During the Covid-19 pandemic, high levels of depression, anxiety and stress have been reported in the general population. However, much less has been reported about the impact of Covid on the mental health of autistic people.
A study, published in the journal Autism, set out to fill this gap in research by investigating how the mental health of autistic adults in the UK changed during the early stages of the Covid-19 pandemic.
The results are based on the survey responses of 133 participants, taken at two different time points. The first was before the first lockdown (wave 1), and the second was 10 to 15 weeks during lockdown (wave 2). At wave 2, participants were also asked retrospectively how they felt their levels of anxiety, stress and sadness were affected by the pandemic.
In total, 19 Covid-related questions were included in this survey, divided into four sections: (a) access to service support, (b) mental health change, (c) hardships that have affected mental health, and (d) factors supporting mental health.
While many autistic adults felt their mental health had worsened, people’s experiences varied
When analysing the retrospective reports, more than half of the participants reported increases in sadness, anxiety and stress related to Covid-19 and lockdown restrictions. However, when the researchers compared Depression, Anxiety, and Stress Scores (DASS-21) at a group level between waves 1 and 2, there was a tendency for DASS-21 scores to reduce (anxiety, stress) or stay the same (depression).
The survey results revealed that while many autistic adults felt their mental health had worsened, people’s experiences varied. As the study’s authors explain: “Our findings suggest that there was variability in how autistic people responded to the early stages of the pandemic in terms of their mental health, and that there is a subgroup that experienced worsening depression, anxiety and stress.”
With the variability of mental health response to Covid-19 consistently observed in both autistic and non-autistic adults, the researchers considered which factors determined better or worse outcomes.
Certain factors appeared to determine better or worse outcomes
A key factor associated with a better outcome appeared to be the opportunity to shape the environment to fit with the individual’s needs, such that they have comfortable levels of social and sensory input, and opportunities to pursue preferred activities and routines.
For example, a decrease in depression scores was associated with greater engagement in social activities, self-care for mental health (e.g. yoga or meditation), maintaining a routine, doing leisure activities, and regular exercise.
Participants also reported that connections with family and friends were crucial to their wellbeing - challenging the unhelpful stereotype that all autistic people prefer to avoid social connections. Furthermore, the qualitative data confirmed that many autistic people valued the opportunity to pursue their interests in lockdown, which also promoted their wellbeing.
Conversely, key pandemic-related risk factors for declining mental health appear to be disrupted access to basic needs and services, uncertainty and the economic impact of Covid-19.

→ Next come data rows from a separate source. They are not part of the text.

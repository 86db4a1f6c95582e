use axum::http::{header, StatusCode};
use axum::{routing::get, Router};
use once_cell::sync::Lazy;
use prometheus::{opts, HistogramVec, IntCounterVec, IntGauge, Registry};

// 全局静态指标实例
pub static METRICS: Lazy<ResolveMetrics> = Lazy::new(ResolveMetrics::new);

// 解析代理性能指标
pub struct ResolveMetrics {
    registry: Registry,

    // 1. 请求处理和性能指标
    resolve_requests_total: IntCounterVec,
    resolve_duration_seconds: HistogramVec,

    // 2. 缓存效率和状态指标
    cache_operations_total: IntCounterVec,
    cache_ttl_seconds: HistogramVec,
    storage_partitions: IntGauge,

    // 3. 上游解析器指标
    upstream_requests_total: IntCounterVec,
    upstream_errors_total: IntCounterVec,
    upstream_duration_seconds: HistogramVec,

    // 4. 调度规则指标
    dispatch_total: IntCounterVec,
    rule_lookups_total: IntCounterVec,
    condition_failures_total: IntCounterVec,
}

impl Default for ResolveMetrics {
    fn default() -> Self {
        Self::new()
    }
}

impl ResolveMetrics {
    // 创建新的指标收集器
    pub fn new() -> Self {
        let registry = Registry::new();

        // 1. 请求处理和性能指标
        let resolve_requests_total = IntCounterVec::new(
            opts!(
                "httpdns_resolve_requests_total",
                "Total resolve requests processed, classified by answer source (cache, upstream, failed)"
            ),
            &["source"],
        )
        .unwrap();

        let resolve_duration_seconds = HistogramVec::new(
            prometheus::histogram_opts!(
                "httpdns_resolve_duration_seconds",
                "Resolve request processing duration in seconds, classified by answer source",
                vec![0.001, 0.005, 0.01, 0.025, 0.05, 0.1, 0.25, 0.5, 1.0, 2.5, 5.0]
            ),
            &["source"],
        )
        .unwrap();

        // 2. 缓存效率和状态指标
        let cache_operations_total = IntCounterVec::new(
            opts!(
                "httpdns_cache_operations_total",
                "Total resolve cache operations, classified by operation type (hit, miss, stale, insert, clear)"
            ),
            &["operation"],
        )
        .unwrap();

        let cache_ttl_seconds = HistogramVec::new(
            prometheus::histogram_opts!(
                "httpdns_cache_ttl_seconds",
                "Remaining freshness of resolve cache hits in seconds",
                vec![1.0, 5.0, 10.0, 30.0, 60.0, 300.0, 600.0, 1800.0, 3600.0, 86400.0]
            ),
            &["source"],
        )
        .unwrap();

        let storage_partitions = IntGauge::new(
            "httpdns_storage_partitions",
            "Current number of opened per-domain storage partitions",
        )
        .unwrap();

        // 3. 上游解析器指标
        let upstream_requests_total = IntCounterVec::new(
            opts!(
                "httpdns_upstream_requests_total",
                "Total requests sent to the upstream resolver, classified by mode (plain, enterprise)"
            ),
            &["mode"],
        )
        .unwrap();

        let upstream_errors_total = IntCounterVec::new(
            opts!(
                "httpdns_upstream_errors_total",
                "Total upstream resolver errors, classified by error type and mode"
            ),
            &["error_type", "mode"],
        )
        .unwrap();

        let upstream_duration_seconds = HistogramVec::new(
            prometheus::histogram_opts!(
                "httpdns_upstream_duration_seconds",
                "Upstream resolve duration in seconds, classified by mode",
                vec![0.01, 0.025, 0.05, 0.1, 0.25, 0.5, 1.0, 2.5, 5.0, 10.0]
            ),
            &["mode"],
        )
        .unwrap();

        // 4. 调度规则指标
        let dispatch_total = IntCounterVec::new(
            opts!(
                "httpdns_dispatch_total",
                "Total dispatch decisions, classified by outcome (rewritten, unchanged)"
            ),
            &["outcome"],
        )
        .unwrap();

        let rule_lookups_total = IntCounterVec::new(
            opts!(
                "httpdns_rule_lookups_total",
                "Total dispatch rule lookups, classified by rule source (persisted, seed, none, error)"
            ),
            &["source"],
        )
        .unwrap();

        let condition_failures_total = IntCounterVec::new(
            opts!(
                "httpdns_condition_failures_total",
                "Total condition evaluations that failed on bad input, classified by reason"
            ),
            &["reason"],
        )
        .unwrap();

        // 创建指标实例
        let metrics = ResolveMetrics {
            registry,
            resolve_requests_total,
            resolve_duration_seconds,
            cache_operations_total,
            cache_ttl_seconds,
            storage_partitions,
            upstream_requests_total,
            upstream_errors_total,
            upstream_duration_seconds,
            dispatch_total,
            rule_lookups_total,
            condition_failures_total,
        };

        // 注册所有指标
        metrics.register_all_metrics();

        metrics
    }

    // 注册所有指标
    fn register_all_metrics(&self) {
        // 1. 请求处理和性能指标
        self.registry
            .register(Box::new(self.resolve_requests_total.clone()))
            .unwrap();
        self.registry
            .register(Box::new(self.resolve_duration_seconds.clone()))
            .unwrap();

        // 2. 缓存效率和状态指标
        self.registry
            .register(Box::new(self.cache_operations_total.clone()))
            .unwrap();
        self.registry
            .register(Box::new(self.cache_ttl_seconds.clone()))
            .unwrap();
        self.registry
            .register(Box::new(self.storage_partitions.clone()))
            .unwrap();

        // 3. 上游解析器指标
        self.registry
            .register(Box::new(self.upstream_requests_total.clone()))
            .unwrap();
        self.registry
            .register(Box::new(self.upstream_errors_total.clone()))
            .unwrap();
        self.registry
            .register(Box::new(self.upstream_duration_seconds.clone()))
            .unwrap();

        // 4. 调度规则指标
        self.registry
            .register(Box::new(self.dispatch_total.clone()))
            .unwrap();
        self.registry
            .register(Box::new(self.rule_lookups_total.clone()))
            .unwrap();
        self.registry
            .register(Box::new(self.condition_failures_total.clone()))
            .unwrap();
    }

    // 导出所有指标为文本
    pub fn export_metrics(&self) -> String {
        let encoder = prometheus::TextEncoder::new();
        let metric_families = self.registry.gather();
        let mut buffer = String::new();
        if let Err(e) = encoder.encode_utf8(&metric_families, &mut buffer) {
            tracing::error!("Failed to encode metrics: {}", e);
        }
        buffer
    }

    // 下面是各个指标的getter方法，用于其他模块增加计数或设置值

    // 1. 请求处理和性能指标
    pub fn resolve_requests_total(&self) -> &IntCounterVec {
        &self.resolve_requests_total
    }

    pub fn resolve_duration_seconds(&self) -> &HistogramVec {
        &self.resolve_duration_seconds
    }

    // 2. 缓存效率和状态指标
    pub fn cache_operations_total(&self) -> &IntCounterVec {
        &self.cache_operations_total
    }

    pub fn cache_ttl_seconds(&self) -> &HistogramVec {
        &self.cache_ttl_seconds
    }

    pub fn storage_partitions(&self) -> &IntGauge {
        &self.storage_partitions
    }

    // 3. 上游解析器指标
    pub fn upstream_requests_total(&self) -> &IntCounterVec {
        &self.upstream_requests_total
    }

    pub fn upstream_errors_total(&self) -> &IntCounterVec {
        &self.upstream_errors_total
    }

    pub fn upstream_duration_seconds(&self) -> &HistogramVec {
        &self.upstream_duration_seconds
    }

    // 4. 调度规则指标
    pub fn dispatch_total(&self) -> &IntCounterVec {
        &self.dispatch_total
    }

    pub fn rule_lookups_total(&self) -> &IntCounterVec {
        &self.rule_lookups_total
    }

    pub fn condition_failures_total(&self) -> &IntCounterVec {
        &self.condition_failures_total
    }
}

// 提供指标导出路由
pub fn metrics_routes<S>() -> Router<S>
where
    S: Clone + Send + Sync + 'static,
{
    Router::new().route(
        "/metrics",
        get(|| async {
            // 直接从全局METRICS获取所有注册的指标
            let buffer = METRICS.export_metrics();

            (
                StatusCode::OK,
                [(header::CONTENT_TYPE, prometheus::TEXT_FORMAT)],
                buffer,
            )
        }),
    )
}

Indeed, the study’s findings revealed that autistic people struggled to get some basic needs met during the lockdown, for example, access to specific foods. This group were also more likely to experience barriers to effective healthcare, with many reporting elongated waiting time for appointments and diagnostic assessments.
The results also found that a lack of clarity in government guidelines regarding Covid-19 and the pace at which they would change left participants feeling distressed and led to some further isolating themselves.
While a relatively small number of participants had experienced job losses at the time the data were collected, the results indicated that financial and employment uncertainty also contributed to distress for many.
Recommendations for improvement
The authors conclude: “With lockdown measures placing restrictions on many people’s ways of coping, the need for additional service support for the autistic community is evident from these results.”
They suggest that additional measures for the autistic community, such as including them in priority access times for supermarket entry and ensuring additional mental health provisions were in place, could have helped to preserve the mental health of this group.
With the pandemic still far from over, they warn that disparities for autistic people are “likely to widen further unless autism-specific provisions are enacted.”